Sebelum suntuk menyembunyikan luka
Cepat-cepatlah mampir ke lorong rasa
Sedari tadi mununggu
Ia lekas berkata tak kenal semu
:: Ketoklah maka pintu akan dibukakkan bagimu
Dan hari ini engkau akan berada bersama Aku di dalam Firdaus
Menuju Titik Kelimapuluh
Di paku salib air mata
Kami berdoa dalam manik-manik suci berirama
Terhitung satu menjejal sepuluh senada
salam menjumpai Maria di pintu senja
Puluhan sajak menjadi jamuan perjumpaan
tangis dan tawa tertambat dalam perngaharapan
beriringan dalam setiap estafet yang dimainkan
Seolah jarak memiskinkan perjalanan
Menjumpai setiap manik kesepuluh
Penyamun itu selalu menyuguhkan secangkir anggur, teduh
sebaris doa kepada Sang pemilik teguh
Terus merapal meminta doa ditahbiskan
Kami terus melumat sajak-sajak pengharapan
basah di kepala dan kecanduan
Seakan setiap tapak adalah pergi dan pulang ke masa-masa purba penciptaan
Untaian-untaian manik semakin jauh
Dan kami berlari di tengah hamparan sajak sakral menggapai subuh
di titik kelima puluh
kemuliaan adalah lantunan menutup yang paling penuh
Mendekat Golgota
kemenangan menghiasi bangku-bangku kapela
Sedang Maria menangis di tungku duka lantaran meminta
Pieta yang beduka cita.
Doa Sang Pendosa
Bapa kami yang ada di Sorga
ajarilah aku berdoa :
Bapa
Dimuliakan namaMu Dari perihal hidupku yang suram?

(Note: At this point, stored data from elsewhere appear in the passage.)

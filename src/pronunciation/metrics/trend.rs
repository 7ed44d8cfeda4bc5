//! Multi-factor pitch trend consistency between two aligned curves.

use serde::Serialize;

const DIRECTION_WEIGHT: f64 = 0.6;
const MAGNITUDE_WEIGHT: f64 = 0.25;
const PATTERN_WEIGHT: f64 = 0.15;
const MONOTONIC_SHAPE_RATIO: f64 = 0.7;

/// Coarse contour shape of a whole curve.
#[derive(Debug, Clone, Copy, PartialEq, Eq, Serialize)]
#[serde(rename_all = "lowercase")]
pub enum TrackShape {
    Flat,
    Rising,
    Falling,
    Dipping,
    Complex,
}

/// Components of the trend consistency score, each in [0, 1].
#[derive(Debug, Clone, Copy, Default, PartialEq, Serialize)]
pub struct TrendBreakdown {
    pub direction: f64,
    pub magnitude: f64,
    pub pattern: f64,
    pub consistency: f64,
}

/// Scores how well `user` follows the movements of `standard`. Inputs are
/// paired samples; fewer than 3 pairs score 0.
pub fn trend_consistency(standard: &[f64], user: &[f64]) -> TrendBreakdown {
    let len = standard.len().min(user.len());
    if len < 3 {
        return TrendBreakdown::default();
    }
    let std_diff = first_differences(&standard[..len]);
    let user_diff = first_differences(&user[..len]);

    let direction = direction_consistency(&std_diff, &user_diff);
    let magnitude = magnitude_consistency(&std_diff, &user_diff);
    let pattern = match (classify_shape(&std_diff), classify_shape(&user_diff)) {
        (Some(a), Some(b)) => shape_similarity(a, b),
        _ => 1.0,
    };
    let consistency = (direction * DIRECTION_WEIGHT
        + magnitude * MAGNITUDE_WEIGHT
        + pattern * PATTERN_WEIGHT)
        .clamp(0.0, 1.0);
    TrendBreakdown {
        direction,
        magnitude,
        pattern,
        consistency,
    }
}

pub fn first_differences(values: &[f64]) -> Vec<f64> {
    values.windows(2).map(|w| w[1] - w[0]).collect()
}

/// Sign agreement of the first differences, weighted by the size of the
/// reference movement. A motionless reference weighs every step equally.
fn direction_consistency(std_diff: &[f64], user_diff: &[f64]) -> f64 {
    if std_diff.is_empty() {
        return 1.0;
    }
    let total: f64 = std_diff.iter().map(|d| d.abs()).sum();
    let uniform = 1.0 / std_diff.len() as f64;
    std_diff
        .iter()
        .zip(user_diff)
        .filter(|(s, u)| sign(**s) == sign(**u))
        .map(|(s, _)| if total > 0.0 { s.abs() / total } else { uniform })
        .sum()
}

fn magnitude_consistency(std_diff: &[f64], user_diff: &[f64]) -> f64 {
    if std_diff.is_empty() {
        return 1.0;
    }
    let std_scale = max_abs(std_diff) + 1e-6;
    let user_scale = max_abs(user_diff) + 1e-6;
    let similarity = std_diff
        .iter()
        .zip(user_diff)
        .map(|(s, u)| 1.0 - (s.abs() / std_scale - u.abs() / user_scale).abs())
        .sum::<f64>()
        / std_diff.len() as f64;
    similarity.clamp(0.0, 1.0)
}

/// Classifies a curve from its first differences; `None` below two steps.
pub fn classify_shape(diff: &[f64]) -> Option<TrackShape> {
    if diff.len() < 2 {
        return None;
    }
    let total: f64 = diff.iter().sum();
    let travelled: f64 = diff.iter().map(|d| d.abs()).sum();
    if total.abs() <= std_dev(diff) * 0.5 || travelled == 0.0 {
        return Some(TrackShape::Flat);
    }
    let monotonicity = total.abs() / travelled;
    if monotonicity > MONOTONIC_SHAPE_RATIO {
        return Some(if total > 0.0 {
            TrackShape::Rising
        } else {
            TrackShape::Falling
        });
    }
    let direction_changes: f64 = diff
        .windows(2)
        .map(|w| (sign(w[1]) - sign(w[0])).abs())
        .sum();
    if direction_changes >= 2.0 {
        Some(TrackShape::Dipping)
    } else {
        Some(TrackShape::Complex)
    }
}

pub fn shape_similarity(a: TrackShape, b: TrackShape) -> f64 {
    use TrackShape::*;
    match (a, b) {
        (Complex, Complex) => 0.8,
        _ if a == b => 1.0,
        (Flat, Rising) | (Rising, Flat) | (Flat, Falling) | (Falling, Flat) => 0.3,
        (Rising, Falling) | (Falling, Rising) => 0.2,
        (Dipping, Complex) | (Complex, Dipping) => 0.6,
        _ => 0.4,
    }
}

fn sign(value: f64) -> f64 {
    if value > 0.0 {
        1.0
    } else if value < 0.0 {
        -1.0
    } else {
        0.0
    }
}

fn max_abs(values: &[f64]) -> f64 {
    values.iter().fold(0.0, |acc, v| acc.max(v.abs()))
}

fn std_dev(values: &[f64]) -> f64 {
    let len = values.len() as f64;
    let mean = values.iter().sum::<f64>() / len;
    (values.iter().map(|v| (v - mean).powi(2)).sum::<f64>() / len).sqrt()
}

Dari hidup yang Menyimpan banyak perkara
Dari dosa yang terbungkus dengan tebal kulit jantung yang lebam
Dari dosa yang hampir pecah di hantam hina
Bapa
setelah kuendap rindu di ceruk mataku yang penuh ragu
kurawat segenap dan sepanjang umurku yang berdebu
sebelum diri ini berani bertobat berseteru
dan menggenapkan kecemasan yang telah berladang cemburu
Aku bertamu, di pintumu
Aku bertamu, di sudut kamarku
Dengan cahaya lilin yang paling piatu.
Keperaduan
Pada sepi yang paling terbelenggu
Syukur dan ampun adalah dua kata yang sepakat bersahabat
Sedang Emaus jauh di pintu pagi
Aku mengajakNya bertamu:
Tinggallah bersama-sama dengan ku,
sebab hari telah menjelang malam dan matahari hampir terbenam.
Jakarta 16/02/2020.
Tentang Penulis
Saya Ischo Frendino, asal dari Larantuka, Flores Timur, NTT. Hobi saya membaca dan menulis. Tertarik dengan tema-tema yang berkaitan dengan Filsafat, sastra dan politik.
Sering menulis puisi di Kompasiana. Saat ini sedang berkuliah di Sekolah Tinggi Filsafat Driyarkara, Jakarta.
Alamat Media Sosial :
Facebook : https://m.facebook.com/ profile.php?ref=bookmarks
Instagram : https://www.instagram.com/isco_frendino.0204/saved/
Gmail : ischofrendino2498@gmail.com.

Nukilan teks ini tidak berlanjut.